Both versions of the bill are promising major tax cuts to the tune of trillions of dollars spread out over a decade. This includes a permanent 15 percentage point cut to the corporate tax rate and temporary reductions for individual tax brackets. President Trump has also pushed hard to reform international tax rules and create more leeway for U.S. multinationals to repatriate their profits.

Cryptocurrency Tax Fairness Act Left Out of Bill

Bitcoin investors may be disappointed to learn that the Cryptocurrency Tax Fairness Act was omitted from both versions of the bill. The Act, which is co-sponsored by Arizona Republican David Schweikert, promised to create a de minimis exception for crypto payments below $600. This provision would have applied after Dec. 31.

The text of the bill stipulated that:

“Gross income shall not include gain from the sale or exchange of virtual currency for 5 other than cash or cash equivalents….[if the amount of gain excluded from gross income under subsection (a) with respect to a sale or exchange shall not exceed $600.”

Schweikert is also a member of the Congressional Blockchain Committee, which focuses on crypto regulation, and the Ways and Means Committee, which is concerned with taxation.

The new Republican tax bill, if passed, would be implemented Jan. 1, 2018. If the process is delayed, there’s still a change that the new tax code will be retroactive back to Jan. 1. President Trump had previously vowed to pass tax reform in time for Christmas. That leaves very little time left before Washington shuts down for the holidays.

Crypto investing has exploded in the United States, with San Francisco-based CoinDesk registering more than 13 million trade accounts. This includes more than 100,000 signups during Thanksgiving weekend.

Disclaimer: The author owns bitcoin, Ethereum and other cryptocurrencies. He holds investment positions in the coins, but does not engage in short-term or day-trading.

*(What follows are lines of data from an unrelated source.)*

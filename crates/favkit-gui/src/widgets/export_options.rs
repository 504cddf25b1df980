//! Canvas and export preferences form

use favkit_core::{Fill, ResampleFilter};

use crate::state::AppState;

const FILTERS: [ResampleFilter; 4] = [
    ResampleFilter::Nearest,
    ResampleFilter::Bilinear,
    ResampleFilter::Bicubic,
    ResampleFilter::Lanczos,
];

const FILLS: [(Fill, &str); 3] = [
    (Fill::White, "White"),
    (Fill::Black, "Black"),
    (Fill::Transparent, "Transparent"),
];

/// Returns true if any preference changed.
pub fn render(ui: &mut egui::Ui, state: &mut AppState) -> bool {
    let mut changed = false;

    egui::Grid::new("preferences_grid")
        .num_columns(2)
        .spacing([12.0, 6.0])
        .show(ui, |ui| {
            ui.label("Canvas size");
            ui.horizontal(|ui| {
                changed |= ui
                    .add(egui::DragValue::new(&mut state.config.canvas.width).range(1..=4096))
                    .changed();
                ui.label("x");
                changed |= ui
                    .add(egui::DragValue::new(&mut state.config.canvas.height).range(1..=4096))
                    .changed();
            });
            ui.end_row();

            ui.label("Canvas fill");
            egui::ComboBox::from_id_salt("canvas_fill")
                .selected_text(
                    FILLS
                        .iter()
                        .find(|(fill, _)| *fill == state.config.canvas.fill)
                        .map_or("White", |(_, label)| *label),
                )
                .show_ui(ui, |ui| {
                    for (fill, label) in FILLS {
                        changed |= ui
                            .selectable_value(&mut state.config.canvas.fill, fill, label)
                            .changed();
                    }
                });
            ui.end_row();

            ui.label("1x size");
            changed |= ui
                .add(
                    egui::DragValue::new(&mut state.config.export.small_size)
                        .range(1..=512)
                        .suffix(" px"),
                )
                .changed();
            ui.end_row();

            ui.label("Resample filter")
                .on_hover_text("Filter used when shrinking to the 1x size");
            egui::ComboBox::from_id_salt("resample_filter")
                .selected_text(state.config.export.resample.as_str())
                .show_ui(ui, |ui| {
                    for filter in FILTERS {
                        changed |= ui
                            .selectable_value(
                                &mut state.config.export.resample,
                                filter,
                                filter.as_str(),
                            )
                            .changed();
                    }
                });
            ui.end_row();
        });

    changed
}
//! Application state for the favkit GUI

use std::path::PathBuf;
use std::sync::Arc;

use favkit_core::config::FileConfig;
use favkit_core::{Editor, ExportState};
use tracing::warn;

/// Main application state (domain/persistent)
pub struct AppState {
    pub config: FileConfig,

    /// The editor every task runs against; shared with spawned tasks
    pub editor: Arc<Editor>,

    pub task_state: TaskState,
}

impl AppState {
    pub fn new() -> Self {
        let load = favkit_core::load_config();
        for warning in &load.warnings {
            warn!("{warning}");
        }
        Self::from_config(load.config)
    }

    pub fn from_config(config: FileConfig) -> Self {
        let editor = Arc::new(Editor::with_filter(config.export.resample));
        Self {
            config,
            editor,
            task_state: TaskState::Idle,
        }
    }

    pub fn save_config(&self) -> Result<(), String> {
        favkit_core::save_config(&self.config).map_err(|e| e.to_string())
    }

    pub fn is_busy(&self) -> bool {
        matches!(self.task_state, TaskState::Running { .. })
    }
}

impl Default for AppState {
    fn default() -> Self {
        Self::new()
    }
}

/// State of the most recent background task
#[derive(Clone, Debug)]
pub enum TaskState {
    Idle,
    Running {
        task: String,
        progress: ProgressInfo,
    },
    Completed {
        summary: String,
        /// Destination of a finished export
        folder: Option<PathBuf>,
    },
    Error {
        message: String,
    },
}

#[derive(Clone, Debug, Default)]
pub struct ProgressInfo {
    pub export_state: Option<ExportState>,
    pub stage: Option<String>,
    pub elapsed_ms: Option<f64>,
}
//! File and folder dialog utilities

use std::path::PathBuf;

use async_trait::async_trait;
use favkit_core::{FolderPicker, LocalFolder, StorageError};

const IMAGE_EXTENSIONS: &[&str] = &["png", "jpg", "jpeg"];

/// Pick an image to open as the active document
pub fn pick_image() -> Option<PathBuf> {
    rfd::FileDialog::new()
        .set_title("Open Image")
        .add_filter("Images", IMAGE_EXTENSIONS)
        .pick_file()
}

/// Native folder chooser used as the export destination picker.
#[derive(Debug, Clone, Default)]
pub struct DialogFolderPicker {
    pub start_dir: Option<PathBuf>,
}

impl DialogFolderPicker {
    pub fn new(start_dir: Option<PathBuf>) -> Self {
        Self { start_dir }
    }
}

#[async_trait]
impl FolderPicker for DialogFolderPicker {
    async fn pick_folder(&self) -> Result<Option<LocalFolder>, StorageError> {
        let mut dialog = rfd::AsyncFileDialog::new().set_title("Select Output Folder for Favicons");
        if let Some(dir) = self.start_dir.as_ref().filter(|dir| dir.is_dir()) {
            dialog = dialog.set_directory(dir);
        }
        match dialog.pick_folder().await {
            Some(handle) => LocalFolder::open(handle.path().to_path_buf()).await.map(Some),
            None => Ok(None),
        }
    }
}
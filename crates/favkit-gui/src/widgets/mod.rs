//! UI widgets for the favkit GUI

pub mod alert_dialog;
pub mod document_preview;
pub mod export_options;
pub mod progress_display;
pub mod technical_log;
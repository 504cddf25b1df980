use std::env;
use std::fs;
use std::io;
use std::path::{Path, PathBuf};
use std::sync::OnceLock;

use thiserror::Error;
use tracing::{Subscriber, info};
use tracing_appender::non_blocking::WorkerGuard;
use tracing_subscriber::EnvFilter;
use tracing_subscriber::filter::ParseError;
use tracing_subscriber::fmt::time::{LocalTime, UtcTime};
use tracing_subscriber::layer::{Layer, SubscriberExt};
use tracing_subscriber::registry::LookupSpan;
use tracing_subscriber::util::SubscriberInitExt;

use crate::config::config_directory;

const LOG_FILE_NAME: &str = "favkit.log";
/// Overrides `RUST_LOG` when set to a non-empty filter.
pub const LOG_ENV_VAR: &str = "FAVKIT_LOG";

/// Where structured logs go.
#[derive(Debug, Clone, Copy, PartialEq, Eq)]
pub enum LoggingDestination {
    /// JSON file plus readable stderr (CLI).
    FileAndStderr,
    /// JSON file only (GUI).
    FileOnly,
    /// Readable stderr only.
    StderrOnly,
}

impl LoggingDestination {
    fn writes_file(self) -> bool {
        !matches!(self, LoggingDestination::StderrOnly)
    }

    fn writes_stderr(self) -> bool {
        !matches!(self, LoggingDestination::FileOnly)
    }
}

type BoxedLayer<S> = Box<dyn Layer<S> + Send + Sync + 'static>;

#[derive(Debug)]
struct LoggingGuards {
    _guard: Option<WorkerGuard>,
    log_path: Option<PathBuf>,
}

static LOGGING_STATE: OnceLock<LoggingGuards> = OnceLock::new();

/// Errors that can arise while standing up structured logging.
#[derive(Debug, Error)]
pub enum LoggingError {
    #[error("failed to prepare log directory: {0}")]
    Io(#[from] io::Error),
    #[error("invalid logging filter: {0}")]
    Filter(#[from] ParseError),
    #[error("failed to install logging subscriber: {0}")]
    Subscriber(#[from] tracing_subscriber::util::TryInitError),
}

/// Install the global structured logging subscriber.
///
/// The first call wins; subsequent calls are no-ops that return the resolved log file path.
pub fn init_logging(
    destination: LoggingDestination,
) -> Result<Option<&'static PathBuf>, LoggingError> {
    if LOGGING_STATE.get().is_none() {
        let guards = install_logging(destination)?;
        if let Err(guards) = LOGGING_STATE.set(guards) {
            drop(guards);
        }
    }

    Ok(LOGGING_STATE
        .get()
        .and_then(|guards| guards.log_path.as_ref()))
}

/// Returns the log file path selected during logging initialization (if any).
pub fn current_log_path() -> Option<&'static PathBuf> {
    LOGGING_STATE
        .get()
        .and_then(|guards| guards.log_path.as_ref())
}

fn install_logging(destination: LoggingDestination) -> Result<LoggingGuards, LoggingError> {
    let registry = tracing_subscriber::registry().with(build_filter()?);

    let (file_layer, guard, log_path) = if destination.writes_file() {
        let (layer, guard, path) = json_file_layer(&log_directory())?;
        (Some(layer), Some(guard), Some(path))
    } else {
        (None, None, None)
    };
    let stderr_layer = destination.writes_stderr().then(stderr_layer);

    registry.with(file_layer).with(stderr_layer).try_init()?;

    if let Some(path) = &log_path {
        info!(path = %path.display(), "Structured logging enabled");
    }
    Ok(LoggingGuards {
        _guard: guard,
        log_path,
    })
}

fn json_file_layer<S>(dir: &Path) -> io::Result<(BoxedLayer<S>, WorkerGuard, PathBuf)>
where
    S: Subscriber + for<'a> LookupSpan<'a>,
{
    fs::create_dir_all(dir)?;
    let appender = tracing_appender::rolling::never(dir, LOG_FILE_NAME);
    let (writer, guard) = tracing_appender::non_blocking(appender);
    let layer = tracing_subscriber::fmt::layer()
        .event_format(
            tracing_subscriber::fmt::format()
                .json()
                .with_timer(UtcTime::rfc_3339())
                .with_target(true)
                .with_file(true)
                .with_line_number(true),
        )
        .with_writer(writer)
        .with_ansi(false)
        .boxed();
    Ok((layer, guard, dir.join(LOG_FILE_NAME)))
}

fn stderr_layer<S>() -> BoxedLayer<S>
where
    S: Subscriber + for<'a> LookupSpan<'a>,
{
    tracing_subscriber::fmt::layer()
        .event_format(
            tracing_subscriber::fmt::format()
                .with_timer(LocalTime::rfc_3339())
                .with_target(false),
        )
        .with_writer(io::stderr)
        .with_ansi(false)
        .boxed()
}

/// Directory holding the persistent JSON log.
pub fn log_directory() -> PathBuf {
    config_directory().join("logs")
}

/// `FAVKIT_LOG`, then `RUST_LOG`, then `info`.
fn build_filter() -> Result<EnvFilter, ParseError> {
    match env::var(LOG_ENV_VAR) {
        Ok(spec) if !spec.trim().is_empty() => EnvFilter::try_new(spec),
        _ => EnvFilter::try_from_default_env().or_else(|_| EnvFilter::try_new("info")),
    }
}

#[cfg(test)]
mod tests {
    use super::*;

    #[test]
    fn log_directory_lives_under_config() {
        let dir = log_directory();
        assert!(dir.starts_with(config_directory()));
        assert!(dir.ends_with("logs"));
    }

    #[test]
    fn destinations_select_layers() {
        assert!(LoggingDestination::FileAndStderr.writes_file());
        assert!(LoggingDestination::FileAndStderr.writes_stderr());
        assert!(!LoggingDestination::FileOnly.writes_stderr());
        assert!(!LoggingDestination::StderrOnly.writes_file());
    }

    #[test]
    fn stderr_only_has_no_log_file() {
        let path = init_logging(LoggingDestination::StderrOnly).expect("install subscriber");
        assert!(path.is_none());
        assert!(current_log_path().is_none());
    }
}
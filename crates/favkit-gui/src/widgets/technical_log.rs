//! Technical log widget

use crate::ui_state::{LogEntry, LogLevel, UiState};

fn level_style(level: LogLevel) -> (egui::Color32, &'static str) {
    match level {
        LogLevel::Info => (egui::Color32::GRAY, "INFO"),
        LogLevel::Warning => (egui::Color32::YELLOW, "WARN"),
        LogLevel::Error => (egui::Color32::RED, "ERROR"),
    }
}

fn as_text(entries: &[&LogEntry]) -> String {
    entries
        .iter()
        .map(|entry| {
            let (_, prefix) = level_style(entry.level);
            format!("{} {prefix} {}", entry.timestamp, entry.message)
        })
        .collect::<Vec<_>>()
        .join("\n")
}

pub fn render(ui: &mut egui::Ui, ui_state: &mut UiState) {
    let errors_only = ui_state.log_errors_only;
    let visible: Vec<&LogEntry> = ui_state
        .technical_log
        .iter()
        .filter(|entry| !errors_only || entry.level != LogLevel::Info)
        .collect();

    let mut copy = None;
    let mut clear = false;
    let mut errors_toggle = errors_only;
    ui.horizontal(|ui| {
        ui.label(format!("{} / 200", ui_state.technical_log.len()));
        ui.checkbox(&mut errors_toggle, "Warnings and errors only");
        if ui.button("Copy").clicked() {
            copy = Some(as_text(&visible));
        }
        clear = ui.button("Clear").clicked();
    });
    ui.separator();

    egui::ScrollArea::vertical()
        .max_height(300.0)
        .auto_shrink([false, false])
        .stick_to_bottom(true)
        .show(ui, |ui| {
            for entry in &visible {
                let (color, prefix) = level_style(entry.level);
                ui.horizontal(|ui| {
                    ui.monospace(&entry.timestamp);
                    ui.colored_label(color, prefix);
                    ui.label(&entry.message);
                });
            }
        });

    if let Some(text) = copy {
        ui.ctx().copy_text(text);
    }
    ui_state.log_errors_only = errors_toggle;
    if clear {
        ui_state.technical_log.clear();
    }
}
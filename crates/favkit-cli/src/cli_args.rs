use std::path::PathBuf;

use clap::{ArgAction, Args, Parser, Subcommand, ValueEnum, ValueHint};
use favkit_core::config::{CanvasPreferences, ExportPreferences};
use favkit_core::{DocumentSpec, ExportOptions, Fill, MAX_DIMENSION, ResampleFilter};

/// Top-level CLI entrypoint.
#[derive(Parser, Debug, Clone)]
#[command(name = "favkit", version, about = "Light and dark favicon PNGs from one image", long_about = None)]
pub struct Cli {
    #[command(subcommand)]
    pub command: Command,
}

/// Supported subcommands.
#[derive(Debug, Clone, Subcommand)]
pub enum Command {
    /// Create the blank favicon canvas and save it as a PNG.
    Canvas(CanvasArgs),
    /// Write light/dark favicons at 2x and 1x derived from an image.
    Export(ExportArgs),
    /// Inspect or reset config.toml.
    #[command(subcommand)]
    Config(ConfigCommand),
}

/// Configuration subcommands.
#[derive(Debug, Clone, Subcommand)]
pub enum ConfigCommand {
    /// Print the path of config.toml.
    Path,
    /// Print the effective configuration.
    Show,
    /// Overwrite config.toml with defaults.
    Reset,
}

/// Resampling filter accepted on the command line.
#[derive(Debug, Clone, Copy, PartialEq, Eq, ValueEnum)]
pub enum FilterArg {
    Nearest,
    Bilinear,
    Bicubic,
    Lanczos,
}

impl From<FilterArg> for ResampleFilter {
    fn from(value: FilterArg) -> Self {
        match value {
            FilterArg::Nearest => ResampleFilter::Nearest,
            FilterArg::Bilinear => ResampleFilter::Bilinear,
            FilterArg::Bicubic => ResampleFilter::Bicubic,
            FilterArg::Lanczos => ResampleFilter::Lanczos,
        }
    }
}

#[derive(Debug, Clone, Copy, PartialEq, Eq, ValueEnum)]
pub enum FillArg {
    White,
    Black,
    Transparent,
}

impl From<FillArg> for Fill {
    fn from(value: FillArg) -> Self {
        match value {
            FillArg::White => Fill::White,
            FillArg::Black => Fill::Black,
            FillArg::Transparent => Fill::Transparent,
        }
    }
}

/// Arguments for `favkit canvas`.
#[derive(Debug, Clone, Args)]
pub struct CanvasArgs {
    /// PNG file to write the canvas to.
    #[arg(short, long, value_hint = ValueHint::FilePath)]
    pub out: PathBuf,

    /// Canvas width in pixels (defaults to config value).
    #[arg(long, value_name = "PX")]
    pub width: Option<u32>,

    /// Canvas height in pixels (defaults to config value).
    #[arg(long, value_name = "PX")]
    pub height: Option<u32>,

    /// Resolution in pixels per inch (defaults to config value).
    #[arg(long, value_name = "DPI")]
    pub resolution: Option<f64>,

    #[arg(long, value_enum)]
    pub fill: Option<FillArg>,

    /// Replace the output file if it exists.
    #[arg(short, long, action = ArgAction::SetTrue)]
    pub force: bool,
}

impl CanvasArgs {
    /// Canvas parameters: config values with command-line overrides applied.
    pub fn to_spec(&self, prefs: &CanvasPreferences) -> DocumentSpec {
        let mut spec = prefs.to_spec();
        if let Some(width) = self.width {
            spec.width = width;
        }
        if let Some(height) = self.height {
            spec.height = height;
        }
        if let Some(resolution) = self.resolution {
            spec.resolution = resolution;
        }
        if let Some(fill) = self.fill {
            spec.fill = fill.into();
        }
        spec
    }
}

/// Arguments for `favkit export`.
#[derive(Debug, Clone, Args)]
pub struct ExportArgs {
    /// Image to open as the active document.
    #[arg(value_hint = ValueHint::FilePath)]
    pub input: PathBuf,

    /// Destination folder (defaults to the last remembered folder).
    #[arg(short = 'o', long = "out-dir", value_hint = ValueHint::DirPath)]
    pub out_dir: Option<PathBuf>,

    /// Resampling filter for the 1x outputs (defaults to config value).
    #[arg(long, value_enum)]
    pub filter: Option<FilterArg>,

    /// Edge length of the 1x outputs (defaults to config value).
    #[arg(long = "small-size", value_name = "PX")]
    pub small_size: Option<u32>,

    /// Print the export report as JSON on stdout.
    #[arg(long, action = ArgAction::SetTrue)]
    pub json: bool,

    /// Store the destination folder in config.toml after a successful export.
    #[arg(long, action = ArgAction::SetTrue)]
    pub remember: bool,
}

impl ExportArgs {
    pub fn resample(&self, prefs: &ExportPreferences) -> ResampleFilter {
        self.filter.map(Into::into).unwrap_or(prefs.resample)
    }

    pub fn options(&self, prefs: &ExportPreferences) -> Result<ExportOptions, String> {
        let mut options = prefs.options();
        if let Some(size) = self.small_size {
            if size == 0 || size > MAX_DIMENSION {
                return Err(format!(
                    "--small-size must be between 1 and {MAX_DIMENSION} pixels (got {size})."
                ));
            }
            options.small_size = size;
        }
        Ok(options)
    }

    /// Destination folder; `None` acts like a cancelled folder picker.
    pub fn destination(&self, prefs: &ExportPreferences) -> Option<PathBuf> {
        self.out_dir
            .as_ref()
            .map(|dir| favkit_core::config::expand_path(&dir.to_string_lossy()))
            .or_else(|| prefs.last_folder_path())
    }
}
//! User-facing alerts.

use std::sync::{Mutex, PoisonError};

/// Shows a blocking alert to the user.
pub trait Notifier: Send + Sync {
    fn show_alert(&self, message: &str);
}

/// Keeps every alert in memory, in order.
#[derive(Debug, Default)]
pub struct RecordingNotifier {
    alerts: Mutex<Vec<String>>,
}

impl RecordingNotifier {
    pub fn new() -> Self {
        Self::default()
    }

    pub fn alerts(&self) -> Vec<String> {
        self.alerts
            .lock()
            .unwrap_or_else(PoisonError::into_inner)
            .clone()
    }
}

impl Notifier for RecordingNotifier {
    fn show_alert(&self, message: &str) {
        self.alerts
            .lock()
            .unwrap_or_else(PoisonError::into_inner)
            .push(message.to_string());
    }
}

Featured image courtesy of Shutterstock.

Important: Never invest (trade with) money you can't afford to comfortably lose. Always do your own research and due diligence before placing a trade. Read our Terms & Conditions here. Trade recommendations and analysis are written by our analysts which might have different opinions. Read my 6 Golden Steps to Financial Freedom here. Best regards, Jonas Borchgrevink.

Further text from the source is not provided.